* **WHAT IS BEING ASKED**
For the material that follows, tally the lines holding "PartialEq" and give the total alone.

* **INFORMATION PROVIDED**
----------
//! Format-agnostic tree produced by model writes and consumed by model reads.
//!
//! The serde impls use the natural untagged shape, so a JSON object or TOML
//! table deserializes straight into a [`TreeNode::Mapping`] and back.

use indexmap::IndexMap;
use serde::de::{self, MapAccess, SeqAccess, Visitor};
use serde::ser::{SerializeMap, SerializeSeq};
use serde::{Deserialize, Deserializer, Serialize, Serializer};
use std::fmt;

/// Shape of a [`TreeNode`], used in diagnostics.
#[derive(Debug, Clone, Copy, PartialEq, Eq, Hash)]
pub enum NodeKind {
    Null,
    Bool,
    Integer,
    Float,
    String,
    Sequence,
    Mapping,
}

impl NodeKind {
    #[must_use]
    pub const fn as_str(self) -> &'static str {
        match self {
            Self::Null => "null",
            Self::Bool => "boolean",
            Self::Integer => "integer",
            Self::Float => "number",
            Self::String => "string",
            Self::Sequence => "sequence",
            Self::Mapping => "mapping",
        }
    }
}

impl fmt::Display for NodeKind {
    fn fmt(&self, f: &mut fmt::Formatter<'_>) -> fmt::Result {
        f.write_str(self.as_str())
    }
}

/// A leaf value.
#[derive(Debug, Clone, PartialEq)]
pub enum Scalar {
    Bool(bool),
    Integer(i64),
    Float(f64),
    String(String),
}

/// One node of a serialized object graph.
#[derive(Debug, Clone, PartialEq, Default)]
pub enum TreeNode {
    #[default]
    Null,
    Scalar(Scalar),
    Sequence(Vec<Self>),
    Mapping(Mapping),
}

impl TreeNode {
    #[must_use]
    pub const fn kind(&self) -> NodeKind {
        match self {
            Self::Null => NodeKind::Null,
            Self::Scalar(Scalar::Bool(_)) => NodeKind::Bool,
            Self::Scalar(Scalar::Integer(_)) => NodeKind::Integer,
            Self::Scalar(Scalar::Float(_)) => NodeKind::Float,
            Self::Scalar(Scalar::String(_)) => NodeKind::String,
            Self::Sequence(_) => NodeKind::Sequence,
            Self::Mapping(_) => NodeKind::Mapping,
        }
    }

    #[must_use]
    pub const fn is_null(&self) -> bool {
        matches!(self, Self::Null)
    }

    #[must_use]
    pub const fn as_bool(&self) -> Option<bool> {
        match self {
            Self::Scalar(Scalar::Bool(b)) => Some(*b),
            _ => None,
        }
    }

    #[must_use]
    pub const fn as_i64(&self) -> Option<i64> {
        match self {
            Self::Scalar(Scalar::Integer(i)) => Some(*i),
            _ => None,
        }
    }

    /// Floats as-is, integers widened.
    #[must_use]
    #[allow(clippy::cast_precision_loss)]
    pub fn as_f64(&self) -> Option<f64> {
        match self {
            Self::Scalar(Scalar::Float(f)) => Some(*f),
            Self::Scalar(Scalar::Integer(i)) => Some(*i as f64),
            _ => None,
        }
    }

    #[must_use]
    pub fn as_str(&self) -> Option<&str> {
        match self {
            Self::Scalar(Scalar::String(s)) => Some(s),
            _ => None,
        }
    }

    #[must_use]
    pub fn as_sequence(&self) -> Option<&[Self]> {
        match self {
            Self::Sequence(items) => Some(items),
            _ => None,
        }
    }

    #[must_use]
    pub const fn as_mapping(&self) -> Option<&Mapping> {
        match self {
            Self::Mapping(mapping) => Some(mapping),
            _ => None,
        }
    }

    /// Looks up `key` when this node is a mapping.
    #[must_use]
    pub fn get(&self, key: &str) -> Option<&Self> {
        self.as_mapping().and_then(|m| m.get(key))
    }
}

impl From<Scalar> for TreeNode {
    fn from(value: Scalar) -> Self {
        Self::Scalar(value)
    }
}

impl From<bool> for TreeNode {
    fn from(value: bool) -> Self {
        Self::Scalar(Scalar::Bool(value))
    }
}

impl From<i64> for TreeNode {
    fn from(value: i64) -> Self {
        Self::Scalar(Scalar::Integer(value))
    }
}

impl From<i32> for TreeNode {
    fn from(value: i32) -> Self {
        Self::Scalar(Scalar::Integer(i64::from(value)))
    }
}

impl From<f64> for TreeNode {
    fn from(value: f64) -> Self {
        Self::Scalar(Scalar::Float(value))
    }
}

impl From<&str> for TreeNode {
    fn from(value: &str) -> Self {
        Self::Scalar(Scalar::String(value.to_owned()))
    }
}

impl From<String> for TreeNode {
    fn from(value: String) -> Self {
        Self::Scalar(Scalar::String(value))
    }
}

impl From<Vec<TreeNode>> for TreeNode {
    fn from(value: Vec<TreeNode>) -> Self {
        Self::Sequence(value)
    }
}

impl From<Mapping> for TreeNode {
    fn from(value: Mapping) -> Self {
        Self::Mapping(value)
    }
}

/// String-keyed entries in insertion order. Keys are unique.
///
/// Equality ignores entry order, as for JSON objects.
#[derive(Debug, Clone, PartialEq, Default)]
pub struct Mapping {
    entries: IndexMap<String, TreeNode>,
}

impl Mapping {
    #[must_use]
    pub fn new() -> Self {
        Self::default()
    }

    #[must_use]
    pub fn with_capacity(capacity: usize) -> Self {
        Self { entries: IndexMap::with_capacity(capacity) }
    }

    #[must_use]
    pub fn len(&self) -> usize {
        self.entries.len()
    }

    #[must_use]
    pub fn is_empty(&self) -> bool {
        self.entries.is_empty()
    }

    #[must_use]
    pub fn get(&self, key: &str) -> Option<&TreeNode> {
        self.entries.get(key)
    }

    #[must_use]
    pub fn contains_key(&self, key: &str) -> bool {
        self.entries.contains_key(key)
    }

    /// Inserts or replaces `key`, keeping the original position on replace.
    pub fn insert(&mut self, key: impl Into<String>, value: impl Into<TreeNode>) -> Option<TreeNode> {
        self.entries.insert(key.into(), value.into())
    }

    /// Removes `key`, preserving the order of the remaining entries.
    pub fn remove(&mut self, key: &str) -> Option<TreeNode> {
        self.entries.shift_remove(key)
    }

    pub fn keys(&self) -> impl Iterator<Item = &str> {
        self.entries.keys().map(String::as_str)
    }

    pub fn iter(&self) -> impl Iterator<Item = (&str, &TreeNode)> {
        self.entries.iter().map(|(k, v)| (k.as_str(), v))
    }
}

impl IntoIterator for Mapping {
    type Item = (String, TreeNode);
    type IntoIter = indexmap::map::IntoIter<String, TreeNode>;

    fn into_iter(self) -> Self::IntoIter {
        self.entries.into_iter()
    }
}

impl<K: Into<String>, V: Into<TreeNode>> FromIterator<(K, V)> for Mapping {
    fn from_iter<I: IntoIterator<Item = (K, V)>>(iter: I) -> Self {
        let mut mapping = Self::new();
        for (k, v) in iter {
            mapping.insert(k, v);
        }
        mapping
    }
}

// --- Serde ---

impl Serialize for Scalar {
    fn serialize<S>(&self, serializer: S) -> Result<S::Ok, S::Error>
    where
        S: Serializer,
    {
        match self {
            Self::Bool(b) => serializer.serialize_bool(*b),
            Self::Integer(i) => serializer.serialize_i64(*i),
            Self::Float(f) => serializer.serialize_f64(*f),
            Self::String(s) => serializer.serialize_str(s),
        }
    }
}

impl Serialize for Mapping {
    fn serialize<S>(&self, serializer: S) -> Result<S::Ok, S::Error>
    where
        S: Serializer,
    {
        let mut map = serializer.serialize_map(Some(self.entries.len()))?;
        for (k, v) in &self.entries {
            map.serialize_entry(k, v)?;
        }
        map.end()
    }
}

impl Serialize for TreeNode {
    fn serialize<S>(&self, serializer: S) -> Result<S::Ok, S::Error>
    where
        S: Serializer,
    {
        match self {
            Self::Null => serializer.serialize_none(),
            Self::Scalar(scalar) => scalar.serialize(serializer),
            Self::Sequence(items) => {
                let mut seq = serializer.serialize_seq(Some(items.len()))?;
                for item in items {
                    seq.serialize_element(item)?;
                }
                seq.end()
            },
            Self::Mapping(mapping) => mapping.serialize(serializer),
        }
    }
}

struct TreeNodeVisitor;

impl<'de> Visitor<'de> for TreeNodeVisitor {
    type Value = TreeNode;

    fn expecting(&self, f: &mut fmt::Formatter<'_>) -> fmt::Result {
        f.write_str("a boolean, number, string, sequence, mapping or null")
    }

    fn visit_bool<E: de::Error>(self, v: bool) -> Result<TreeNode, E> {
        Ok(TreeNode::from(v))
    }

    fn visit_i64<E: de::Error>(self, v: i64) -> Result<TreeNode, E> {
        Ok(TreeNode::from(v))
    }

    fn visit_u64<E: de::Error>(self, v: u64) -> Result<TreeNode, E> {
        i64::try_from(v)
            .map(TreeNode::from)
            .map_err(|_| E::custom(format!("integer {v} does not fit in a signed 64-bit value")))
    }

    fn visit_f64<E: de::Error>(self, v: f64) -> Result<TreeNode, E> {
        Ok(TreeNode::from(v))
    }

    fn visit_str<E: de::Error>(self, v: &str) -> Result<TreeNode, E> {
        Ok(TreeNode::from(v))
    }

    fn visit_string<E: de::Error>(self, v: String) -> Result<TreeNode, E> {
        Ok(TreeNode::from(v))
    }

    fn visit_unit<E: de::Error>(self) -> Result<TreeNode, E> {
        Ok(TreeNode::Null)
    }

    fn visit_none<E: de::Error>(self) -> Result<TreeNode, E> {
        Ok(TreeNode::Null)
    }

    fn visit_some<D>(self, deserializer: D) -> Result<TreeNode, D::Error>
    where
        D: Deserializer<'de>,
    {
        TreeNode::deserialize(deserializer)
    }

    fn visit_seq<A>(self, mut seq: A) -> Result<TreeNode, A::Error>
    where
        A: SeqAccess<'de>,
    {
        let mut items = Vec::with_capacity(seq.size_hint().unwrap_or(0));
        while let Some(item) = seq.next_element::<TreeNode>()? {
            items.push(item);
        }
        Ok(TreeNode::Sequence(items))
    }

    fn visit_map<A>(self, mut map: A) -> Result<TreeNode, A::Error>
    where
        A: MapAccess<'de>,
    {
        let mut mapping = Mapping::with_capacity(map.size_hint().unwrap_or(0));
        while let Some((key, value)) = map.next_entry::<String, TreeNode>()? {
            mapping.insert(key, value);
        }
        Ok(TreeNode::Mapping(mapping))
    }
}

impl<'de> Deserialize<'de> for TreeNode {
    fn deserialize<D>(deserializer: D) -> Result<Self, D::Error>
    where
        D: Deserializer<'de>,
    {
        deserializer.deserialize_any(TreeNodeVisitor)
    }
}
----------
* **SOLVED PROBLEM**
4